"éternellement déliant les bras de ma miséricorde"
En ce samedi saint, la poésie de Péguy nous permet de pressentir le mystère de ce qui vient d'advenir. Le Père s'adresse à sa fille la nuit, la nuit de l'ensevelissement...
O douce, ô grande, ô sainte, ô belle nuit, peut-être la plus sainte de mes filles, nuit à la grande robe, à la robe étoilée
Tu me rappelles ce grand silence qu’il y avait dans le monde
Avant le commencement du règne de l’homme.
Tu m’annonces ce grand silence qu’il y aura
Après la fin du règne de l’homme, quand j’aurai repris mon sceptre.
Et j’y pense quelquefois d’avance, car cet homme fait vraiment beaucoup de bruit.
Mais surtout, Nuit, lu me rappelles cette nuit.
Et je me la rappellerai éternellement.
La neuvième heure avait sonné.
C’était dans le pays de mon peuple d’Israël.
Tout était consommé.
Cette énorme aventure.
Depuis la sixième heure il y avait eu des ténèbres sur tout le pays, jusqu’à la neuvième heure. Tout était consommé.
Ne parlons plus de cela.
Ça me fait mal.
Cette incroyable descente de mon fils parmi les hommes.
Chez les hommes.

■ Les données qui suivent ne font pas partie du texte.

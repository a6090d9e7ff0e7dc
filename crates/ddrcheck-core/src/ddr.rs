//! Data dictionary (DDR) import.
//!
//! A DDR is a workbook (`.xlsx`, `.xlsm`, `.xls`, `.ods`) or a folder of
//! delimited sheet exports, one sheet per file, listing field names and
//! their declared formats (`VARCHAR2(20)`, `NUMBER(10,2)`, ...). The scope's
//! `ddr.yaml` says where those columns are and how formats map to
//! `structure.yaml` types.

use crate::config::{load_yaml, DDR_FILE};
use crate::errors::ConfigError;
use crate::model::{parse_flag, FieldDef, FieldType, Structure};
use crate::scope::ScopeStore;
use anyhow::Context;
use calamine::{open_workbook_auto, Reader, Sheets};
use regex::{Regex, RegexBuilder};
use serde::{Deserialize, Serialize};
use std::fs::File;
use std::io::BufReader;
use std::path::{Path, PathBuf};

const SHEET_DATE_SUFFIXES: [&str; 2] = ["_AAAAMMDD", "_AAMMDD"];

#[derive(Debug, Clone, Serialize, Deserialize)]
pub struct DdrConfig {
    /// 0-based index of the first field row.
    #[serde(default)]
    pub first_line: usize,
    pub field_column: usize,
    pub format_column: usize,
    #[serde(default)]
    pub pk_column: Option<usize>,
    #[serde(default = "default_delimiter")]
    pub delimiter: String,
    #[serde(default = "default_sheets")]
    pub sheets: Vec<String>,
    pub formats: Vec<FormatRule>,
}

fn default_delimiter() -> String {
    ",".into()
}

fn default_sheets() -> Vec<String> {
    vec!["*".into()]
}

/// `pattern` is matched case-insensitively at the start of the format;
/// `size` and `precision` may reference its groups as `\1`, `\2`, ...
#[derive(Debug, Clone, Serialize, Deserialize)]
pub struct FormatRule {
    pub pattern: String,
    #[serde(rename = "type")]
    pub field_type: String,
    #[serde(default)]
    pub size: Option<String>,
    #[serde(default)]
    pub precision: Option<String>,
}

#[derive(Debug, Clone, PartialEq, Eq)]
pub struct ResolvedFormat {
    pub field_type: FieldType,
    pub size: Option<u32>,
    pub precision: Option<u32>,
}

struct CompiledRule {
    anchored: Regex,
    search: Regex,
    field_type: FieldType,
    size: Option<String>,
    precision: Option<String>,
}

pub struct FormatResolver {
    rules: Vec<CompiledRule>,
}

impl FormatResolver {
    pub fn new(rules: &[FormatRule]) -> Result<Self, ConfigError> {
        let compile = |p: &str| {
            RegexBuilder::new(p)
                .case_insensitive(true)
                .build()
                .map_err(|e| ConfigError(format!("invalid format pattern '{}': {}", p, e)))
        };
        let rules = rules
            .iter()
            .map(|r| -> Result<CompiledRule, ConfigError> {
                Ok(CompiledRule {
                    anchored: compile(&format!("^(?:{})", r.pattern))?,
                    search: compile(&r.pattern)?,
                    field_type: FieldType::from(r.field_type.clone()),
                    size: r.size.as_deref().map(to_template),
                    precision: r.precision.as_deref().map(to_template),
                })
            })
            .collect::<Result<Vec<_>, ConfigError>>()?;
        Ok(Self { rules })
    }

    /// First rule whose pattern matches `format`; `None` if no rule does.
    pub fn resolve(&self, format: &str) -> Result<Option<ResolvedFormat>, ConfigError> {
        let format = format.trim();
        let Some(rule) = self.rules.iter().find(|r| r.anchored.is_match(format)) else {
            return Ok(None);
        };
        let expand = |template: &Option<String>| -> Result<Option<u32>, ConfigError> {
            let Some(t) = template else {
                return Ok(None);
            };
            let value = rule.search.replace_all(format, t.as_str());
            let value = value.trim();
            if value.is_empty() {
                return Ok(None);
            }
            value.parse::<u32>().map(Some).map_err(|_| {
                ConfigError(format!("format '{}' gives non-numeric size '{}'", format, value))
            })
        };
        Ok(Some(ResolvedFormat {
            field_type: rule.field_type.clone(),
            size: expand(&rule.size)?,
            precision: expand(&rule.precision)?,
        }))
    }
}

/// `\1` -> `${1}`.
fn to_template(s: &str) -> String {
    let mut out = String::with_capacity(s.len());
    let mut chars = s.chars().peekable();
    while let Some(c) = chars.next() {
        if c == '\\' && chars.peek().is_some_and(|d| d.is_ascii_digit()) {
            let mut group = String::new();
            while let Some(d) = chars.peek().copied().filter(char::is_ascii_digit) {
                group.push(d);
                chars.next();
            }
            out.push_str(&format!("${{{}}}", group));
        } else if c == '$' {
            out.push_str("$$");
        } else {
            out.push(c);
        }
    }
    out
}

/// `CUSTOMERS_AAAAMMDD` -> `CUSTOMERS`.
pub fn sheet_name(stem: &str) -> String {
    SHEET_DATE_SUFFIXES
        .iter()
        .fold(stem.to_string(), |name, suffix| name.replace(suffix, ""))
}

#[derive(Debug, Clone, Default)]
pub struct ImportSummary {
    pub written: Vec<(String, usize)>,
    pub skipped_sheets: Vec<String>,
    pub unknown_formats: Vec<(String, String, String)>,
}

pub fn load_ddr_config(store: &ScopeStore, scope: &str) -> Result<DdrConfig, ConfigError> {
    load_yaml(&store.scope_dir(scope).join(DDR_FILE))
}

/// Turns every matching sheet of `source` (a workbook or a folder of
/// delimited exports) into `<scope>/<version>/<sheet>/structure.yaml`.
pub fn import_sheets(
    store: &ScopeStore,
    scope: &str,
    version: &str,
    source: &Path,
) -> anyhow::Result<ImportSummary> {
    let cfg = load_ddr_config(store, scope)?;
    let resolver = FormatResolver::new(&cfg.formats)?;
    let patterns = cfg
        .sheets
        .iter()
        .map(|p| {
            glob::Pattern::new(p)
                .map_err(|e| ConfigError(format!("bad sheet pattern '{}': {}", p, e)))
        })
        .collect::<Result<Vec<_>, _>>()?;

    let mut book = SheetBook::open(source, &cfg)?;
    let mut summary = ImportSummary::default();
    for raw in book.names() {
        let name = sheet_name(&raw);
        if !patterns.iter().any(|p| p.matches(&name)) {
            summary.skipped_sheets.push(raw);
            continue;
        }

        let rows = book.rows(&raw)?;
        let fields = read_fields(&rows, &name, &cfg, &resolver, &mut summary)?;
        let count = fields.len();
        let structure = Structure::from_fields(fields)
            .with_context(|| format!("sheet {} does not define a valid structure", raw))?;
        store.save_structure(scope, version, &name, &structure)?;
        tracing::info!(event = "ddr_sheet_imported", sheet = %name, fields = count);
        summary.written.push((name, count));
    }
    Ok(summary)
}

enum SheetBook {
    /// Sheet name (file stem) and path, sorted by path.
    Delimited {
        files: Vec<(String, PathBuf)>,
        delimiter: u8,
    },
    Workbook {
        path: PathBuf,
        book: Sheets<BufReader<File>>,
    },
}

impl SheetBook {
    fn open(source: &Path, cfg: &DdrConfig) -> anyhow::Result<Self> {
        if !source.is_dir() {
            let book = open_workbook_auto(source)
                .with_context(|| format!("failed to open workbook {}", source.display()))?;
            return Ok(SheetBook::Workbook {
                path: source.to_path_buf(),
                book,
            });
        }

        let delimiter = match cfg.delimiter.as_bytes() {
            [b] => *b,
            _ => anyhow::bail!("ddr delimiter must be a single byte, got {:?}", cfg.delimiter),
        };
        let mut paths: Vec<PathBuf> = std::fs::read_dir(source)
            .with_context(|| format!("failed to list {}", source.display()))?
            .filter_map(|e| e.ok().map(|e| e.path()))
            .filter(|p| p.is_file())
            .collect();
        paths.sort();
        let files = paths
            .into_iter()
            .map(|p| {
                let stem = p
                    .file_stem()
                    .map(|s| s.to_string_lossy().into_owned())
                    .unwrap_or_default();
                (stem, p)
            })
            .collect();
        Ok(SheetBook::Delimited { files, delimiter })
    }

    /// Sheet names in workbook (or path) order.
    fn names(&self) -> Vec<String> {
        match self {
            SheetBook::Delimited { files, .. } => files.iter().map(|(n, _)| n.clone()).collect(),
            SheetBook::Workbook { book, .. } => book.sheet_names(),
        }
    }

    /// Cell text, trimmed, addressed from A1.
    fn rows(&mut self, sheet: &str) -> anyhow::Result<Vec<Vec<String>>> {
        match self {
            SheetBook::Delimited { files, delimiter } => {
                let path = files
                    .iter()
                    .find(|(n, _)| n == sheet)
                    .map(|(_, p)| p.clone())
                    .with_context(|| format!("no sheet named {}", sheet))?;
                read_delimited(&path, *delimiter)
            }
            SheetBook::Workbook { path, book } => {
                let range = book.worksheet_range(sheet).with_context(|| {
                    format!("failed to read sheet {} of {}", sheet, path.display())
                })?;
                let (row0, col0) = range.start().unwrap_or((0, 0));
                let mut rows = vec![Vec::new(); row0 as usize];
                for cells in range.rows() {
                    let mut row = vec![String::new(); col0 as usize];
                    row.extend(cells.iter().map(|c| c.to_string().trim().to_string()));
                    rows.push(row);
                }
                Ok(rows)
            }
        }
    }
}

fn read_delimited(path: &Path, delimiter: u8) -> anyhow::Result<Vec<Vec<String>>> {
    let mut reader = csv::ReaderBuilder::new()
        .delimiter(delimiter)
        .has_headers(false)
        .flexible(true)
        .from_path(path)
        .with_context(|| format!("failed to open {}", path.display()))?;

    let mut rows = Vec::new();
    for record in reader.byte_records() {
        let record = record.with_context(|| format!("failed to read {}", path.display()))?;
        rows.push(
            record
                .iter()
                .map(|b| String::from_utf8_lossy(b).trim().to_string())
                .collect(),
        );
    }
    Ok(rows)
}

fn read_fields(
    rows: &[Vec<String>],
    name: &str,
    cfg: &DdrConfig,
    resolver: &FormatResolver,
    summary: &mut ImportSummary,
) -> anyhow::Result<Vec<FieldDef>> {
    let mut fields = Vec::new();
    for row in rows.iter().skip(cfg.first_line) {
        let cell = |col: usize| row.get(col).cloned().unwrap_or_default();
        let field = cell(cfg.field_column);
        if field.is_empty() {
            continue;
        }
        let format = cell(cfg.format_column);
        let mut def = match resolver.resolve(&format)? {
            Some(r) => FieldDef {
                name: field.clone(),
                field_type: r.field_type,
                size: r.size,
                precision: r.precision,
                pk: false,
            },
            None => {
                tracing::warn!(
                    event = "ddr_unknown_format",
                    sheet = name,
                    field = %field,
                    format = %format,
                    "format matches no rule"
                );
                summary
                    .unknown_formats
                    .push((name.to_string(), field.clone(), format.clone()));
                FieldDef::new(&field, FieldType::from(format), None)
            }
        };
        def.pk = cfg.pk_column.map(|c| parse_flag(&cell(c))).unwrap_or(false);
        fields.push(def);
    }
    Ok(fields)
}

Pour ce qu’ils en ont fait.
Ces trente ans qu’il fut charpentier chez les hommes.
Ces trois ans qu’il fut une sorte de prédicateur chez les hommes.
Un prêtre.
Ces trois jours où il fut une victime chez les hommes.
Parmi les hommes.
Ces trois nuits où il fut un mort chez les hommes.
Parmi les hommes morts.
Ces siècles et ces siècles où il est une hostie chez les hommes.
Tout était consommé, cette incroyable aventure
Par laquelle, moi, Dieu, j’ai les bras liés pour mon éternité.
Cette aventure par laquelle mon Fils m’a lié les bras.
Pour éternellement liant les bras de ma justice, pour éternellement déliant les bras de ma miséricorde.
Et contre ma justice inventant une justice même.
Une justice d’amour.
Une justice d’Espérance.
Tout était consommé.
Ce qu’il fallait.
Comme il avait fallu.
Comme mes prophètes l’avaient annoncé.
Le voile du temple s’était déchiré en deux, depuis le haut jusqu’en bas.
La terre avait tremblé ; des rochers s’étaient fendus.
Des sépulcres s’étaient ouverts, et plusieurs corps des saints qui étaient morts étaient ressuscites.
Et environ la neuvième heure mon Fils avait poussé Le cri qui ne s’effacera point.
Tout était consommé.
Les soldats s’en étaient retournés dans leurs casernes.
Riant et plaisantant parce que c’était un service de fini.
Un tour de garde qu’ils ne prendraient plus.
Seul un centenier demeurait, et quelques hommes.
Un tout petit poste pour garder ce gibet sans importance.
La potence où mon Fils pendait.
Seules quelques femmes étaient demeurées.
La Mère était là.
Et peut-être aussi quelques disciples, et encore on n’en est pas bien sûr.
Or tout homme a le droit d’ensevelir son fils.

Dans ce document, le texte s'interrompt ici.